» Task goal: Repeat, without any change, the entries presented below.

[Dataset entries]
+===+

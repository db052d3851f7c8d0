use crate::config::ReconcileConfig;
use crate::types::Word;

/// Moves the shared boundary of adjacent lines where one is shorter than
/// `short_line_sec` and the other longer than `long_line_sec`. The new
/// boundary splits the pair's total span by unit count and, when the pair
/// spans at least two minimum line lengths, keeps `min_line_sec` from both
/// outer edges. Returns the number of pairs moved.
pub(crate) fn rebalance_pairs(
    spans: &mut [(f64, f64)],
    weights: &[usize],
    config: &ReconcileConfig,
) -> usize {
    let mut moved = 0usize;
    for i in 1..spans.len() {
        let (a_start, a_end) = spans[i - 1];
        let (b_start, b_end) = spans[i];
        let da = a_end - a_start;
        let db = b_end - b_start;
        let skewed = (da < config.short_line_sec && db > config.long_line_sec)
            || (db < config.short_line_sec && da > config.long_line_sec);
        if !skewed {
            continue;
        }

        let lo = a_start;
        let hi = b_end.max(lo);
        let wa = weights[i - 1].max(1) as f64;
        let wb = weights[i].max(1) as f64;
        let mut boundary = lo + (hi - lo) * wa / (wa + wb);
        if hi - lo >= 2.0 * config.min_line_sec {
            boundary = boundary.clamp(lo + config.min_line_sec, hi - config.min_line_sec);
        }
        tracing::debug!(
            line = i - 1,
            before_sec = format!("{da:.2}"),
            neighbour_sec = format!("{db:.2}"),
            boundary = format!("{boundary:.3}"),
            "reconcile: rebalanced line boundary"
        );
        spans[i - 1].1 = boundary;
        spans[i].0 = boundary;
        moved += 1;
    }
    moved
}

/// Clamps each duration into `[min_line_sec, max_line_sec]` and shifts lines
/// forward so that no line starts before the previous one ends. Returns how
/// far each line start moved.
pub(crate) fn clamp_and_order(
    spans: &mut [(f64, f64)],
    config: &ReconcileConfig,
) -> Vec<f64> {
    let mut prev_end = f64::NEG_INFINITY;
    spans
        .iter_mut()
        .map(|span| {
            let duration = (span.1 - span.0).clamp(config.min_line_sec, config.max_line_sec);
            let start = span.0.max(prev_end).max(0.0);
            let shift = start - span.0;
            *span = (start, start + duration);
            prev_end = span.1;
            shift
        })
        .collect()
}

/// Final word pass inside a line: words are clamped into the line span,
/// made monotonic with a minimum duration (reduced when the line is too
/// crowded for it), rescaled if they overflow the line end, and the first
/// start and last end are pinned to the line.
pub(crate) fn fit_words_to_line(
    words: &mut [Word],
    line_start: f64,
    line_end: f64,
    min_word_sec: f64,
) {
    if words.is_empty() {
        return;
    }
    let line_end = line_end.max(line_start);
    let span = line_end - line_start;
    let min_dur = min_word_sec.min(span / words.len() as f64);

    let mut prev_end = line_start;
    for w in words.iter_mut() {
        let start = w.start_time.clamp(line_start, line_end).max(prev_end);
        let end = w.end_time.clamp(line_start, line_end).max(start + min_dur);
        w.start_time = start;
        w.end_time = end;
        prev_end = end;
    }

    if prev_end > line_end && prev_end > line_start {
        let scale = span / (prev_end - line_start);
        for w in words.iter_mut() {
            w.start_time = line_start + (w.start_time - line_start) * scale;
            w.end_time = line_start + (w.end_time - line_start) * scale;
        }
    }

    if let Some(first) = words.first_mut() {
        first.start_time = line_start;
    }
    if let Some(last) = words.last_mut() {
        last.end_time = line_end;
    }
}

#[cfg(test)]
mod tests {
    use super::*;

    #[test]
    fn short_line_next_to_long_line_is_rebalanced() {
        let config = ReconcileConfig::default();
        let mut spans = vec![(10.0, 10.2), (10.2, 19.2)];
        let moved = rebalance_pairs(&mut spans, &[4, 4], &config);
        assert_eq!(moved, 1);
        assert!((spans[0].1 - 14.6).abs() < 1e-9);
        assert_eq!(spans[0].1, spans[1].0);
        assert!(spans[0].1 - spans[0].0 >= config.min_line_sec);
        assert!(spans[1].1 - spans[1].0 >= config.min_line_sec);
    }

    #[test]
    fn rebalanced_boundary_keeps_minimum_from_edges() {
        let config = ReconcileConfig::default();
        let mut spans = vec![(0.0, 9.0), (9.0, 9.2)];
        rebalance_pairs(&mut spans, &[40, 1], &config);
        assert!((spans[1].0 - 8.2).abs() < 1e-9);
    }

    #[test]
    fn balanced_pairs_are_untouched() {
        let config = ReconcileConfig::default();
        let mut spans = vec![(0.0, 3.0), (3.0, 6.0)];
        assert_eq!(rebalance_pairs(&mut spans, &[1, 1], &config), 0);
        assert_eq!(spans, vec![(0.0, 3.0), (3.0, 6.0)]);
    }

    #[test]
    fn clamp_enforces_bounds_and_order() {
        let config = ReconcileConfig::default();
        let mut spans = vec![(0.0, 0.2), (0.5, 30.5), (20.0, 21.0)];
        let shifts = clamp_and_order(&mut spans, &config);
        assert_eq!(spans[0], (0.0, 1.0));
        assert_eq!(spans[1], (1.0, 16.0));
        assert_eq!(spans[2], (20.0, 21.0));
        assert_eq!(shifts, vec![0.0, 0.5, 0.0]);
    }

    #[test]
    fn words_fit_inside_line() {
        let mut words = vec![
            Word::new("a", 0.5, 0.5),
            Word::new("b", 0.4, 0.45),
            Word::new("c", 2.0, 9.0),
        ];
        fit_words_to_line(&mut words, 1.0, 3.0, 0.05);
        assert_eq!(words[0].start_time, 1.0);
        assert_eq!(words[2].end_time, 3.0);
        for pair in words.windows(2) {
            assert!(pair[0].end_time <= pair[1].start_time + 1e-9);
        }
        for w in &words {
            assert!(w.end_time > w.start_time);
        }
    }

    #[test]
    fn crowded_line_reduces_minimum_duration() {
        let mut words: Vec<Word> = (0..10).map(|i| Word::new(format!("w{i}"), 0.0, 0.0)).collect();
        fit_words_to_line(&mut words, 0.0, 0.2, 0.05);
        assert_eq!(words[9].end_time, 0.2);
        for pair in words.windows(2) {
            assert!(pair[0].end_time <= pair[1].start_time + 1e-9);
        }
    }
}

+===+

» Task answer:
repository db052d3851f7c8d0
use crate::config::ReconcileConfig;
use crate::types::Word;

/// Moves the shared boundary of adjacent lines where one is shorter than
/// `short_line_sec` and the other longer than `long_line_sec`. The new
/// boundary splits the pair's total span by unit count and, when the pair
/// spans at least two minimum line lengths, keeps `min_line_sec` from both
/// outer edges. Returns the number of pairs moved.
pub(crate) fn rebalance_pairs(
    spans: &mut [(f64, f64)],
    weights: &[usize],
    config: &ReconcileConfig,
) -> usize {
    let mut moved = 0usize;
    for i in 1..spans.len() {
        let (a_start, a_end) = spans[i - 1];
        let (b_start, b_end) = spans[i];
        let da = a_end - a_start;
        let db = b_end - b_start;
        let skewed = (da < config.short_line_sec && db > config.long_line_sec)
            || (db < config.short_line_sec && da > config.long_line_sec);
        if !skewed {
            continue;
        }

        let lo = a_start;
        let hi = b_end.max(lo);
        let wa = weights[i - 1].max(1) as f64;
        let wb = weights[i].max(1) as f64;
        let mut boundary = lo + (hi - lo) * wa / (wa + wb);
        if hi - lo >= 2.0 * config.min_line_sec {
            boundary = boundary.clamp(lo + config.min_line_sec, hi - config.min_line_sec);
        }
        tracing::debug!(
            line = i - 1,
            before_sec = format!("{da:.2}"),
            neighbour_sec = format!("{db:.2}"),
            boundary = format!("{boundary:.3}"),
            "reconcile: rebalanced line boundary"
        );
        spans[i - 1].1 = boundary;
        spans[i].0 = boundary;
        moved += 1;
    }
    moved
}

/// Clamps each duration into `[min_line_sec, max_line_sec]` and shifts lines
/// forward so that no line starts before the previous one ends. Returns how
/// far each line start moved.
pub(crate) fn clamp_and_order(
    spans: &mut [(f64, f64)],
    config: &ReconcileConfig,
) -> Vec<f64> {
    let mut prev_end = f64::NEG_INFINITY;
    spans
        .iter_mut()
        .map(|span| {
            let duration = (span.1 - span.0).clamp(config.min_line_sec, config.max_line_sec);
            let start = span.0.max(prev_end).max(0.0);
            let shift = start - span.0;
            *span = (start, start + duration);
            prev_end = span.1;
            shift
        })
        .collect()
}

/// Final word pass inside a line: words are clamped into the line span,
/// made monotonic with a minimum duration (reduced when the line is too
/// crowded for it), rescaled if they overflow the line end, and the first
/// start and last end are pinned to the line.
pub(crate) fn fit_words_to_line(
    words: &mut [Word],
    line_start: f64,
    line_end: f64,
    min_word_sec: f64,
) {
    if words.is_empty() {
        return;
    }
    let line_end = line_end.max(line_start);
    let span = line_end - line_start;
    let min_dur = min_word_sec.min(span / words.len() as f64);

    let mut prev_end = line_start;
    for w in words.iter_mut() {
        let start = w.start_time.clamp(line_start, line_end).max(prev_end);
        let end = w.end_time.clamp(line_start, line_end).max(start + min_dur);
        w.start_time = start;
        w.end_time = end;
        prev_end = end;
    }

    if prev_end > line_end && prev_end > line_start {
        let scale = span / (prev_end - line_start);
        for w in words.iter_mut() {
            w.start_time = line_start + (w.start_time - line_start) * scale;
            w.end_time = line_start + (w.end_time - line_start) * scale;
        }
    }

    if let Some(first) = words.first_mut() {
        first.start_time = line_start;
    }
    if let Some(last) = words.last_mut() {
        last.end_time = line_end;
    }
}

#[cfg(test)]
mod tests {
    use super::*;

    #[test]
    fn short_line_next_to_long_line_is_rebalanced() {
        let config = ReconcileConfig::default();
        let mut spans = vec![(10.0, 10.2), (10.2, 19.2)];
        let moved = rebalance_pairs(&mut spans, &[4, 4], &config);
        assert_eq!(moved, 1);
        assert!((spans[0].1 - 14.6).abs() < 1e-9);
        assert_eq!(spans[0].1, spans[1].0);
        assert!(spans[0].1 - spans[0].0 >= config.min_line_sec);
        assert!(spans[1].1 - spans[1].0 >= config.min_line_sec);
    }

    #[test]
    fn rebalanced_boundary_keeps_minimum_from_edges() {
        let config = ReconcileConfig::default();
        let mut spans = vec![(0.0, 9.0), (9.0, 9.2)];
        rebalance_pairs(&mut spans, &[40, 1], &config);
        assert!((spans[1].0 - 8.2).abs() < 1e-9);
    }

    #[test]
    fn balanced_pairs_are_untouched() {
        let config = ReconcileConfig::default();
        let mut spans = vec![(0.0, 3.0), (3.0, 6.0)];
        assert_eq!(rebalance_pairs(&mut spans, &[1, 1], &config), 0);
        assert_eq!(spans, vec![(0.0, 3.0), (3.0, 6.0)]);
    }

    #[test]
    fn clamp_enforces_bounds_and_order() {
        let config = ReconcileConfig::default();
        let mut spans = vec![(0.0, 0.2), (0.5, 30.5), (20.0, 21.0)];
        let shifts = clamp_and_order(&mut spans, &config);
        assert_eq!(spans[0], (0.0, 1.0));
        assert_eq!(spans[1], (1.0, 16.0));
        assert_eq!(spans[2], (20.0, 21.0));
        assert_eq!(shifts, vec![0.0, 0.5, 0.0]);
    }

    #[test]
    fn words_fit_inside_line() {
        let mut words = vec![
            Word::new("a", 0.5, 0.5),
            Word::new("b", 0.4, 0.45),
            Word::new("c", 2.0, 9.0),
        ];
        fit_words_to_line(&mut words, 1.0, 3.0, 0.05);
        assert_eq!(words[0].start_time, 1.0);
        assert_eq!(words[2].end_time, 3.0);
        for pair in words.windows(2) {
            assert!(pair[0].end_time <= pair[1].start_time + 1e-9);
        }
        for w in &words {
            assert!(w.end_time > w.start_time);
        }
    }

    #[test]
    fn crowded_line_reduces_minimum_duration() {
        let mut words: Vec<Word> = (0..10).map(|i| Word::new(format!("w{i}"), 0.0, 0.0)).collect();
        fit_words_to_line(&mut words, 0.0, 0.2, 0.05);
        assert_eq!(words[9].end_time, 0.2);
        for pair in words.windows(2) {
            assert!(pair[0].end_time <= pair[1].start_time + 1e-9);
        }
    }
}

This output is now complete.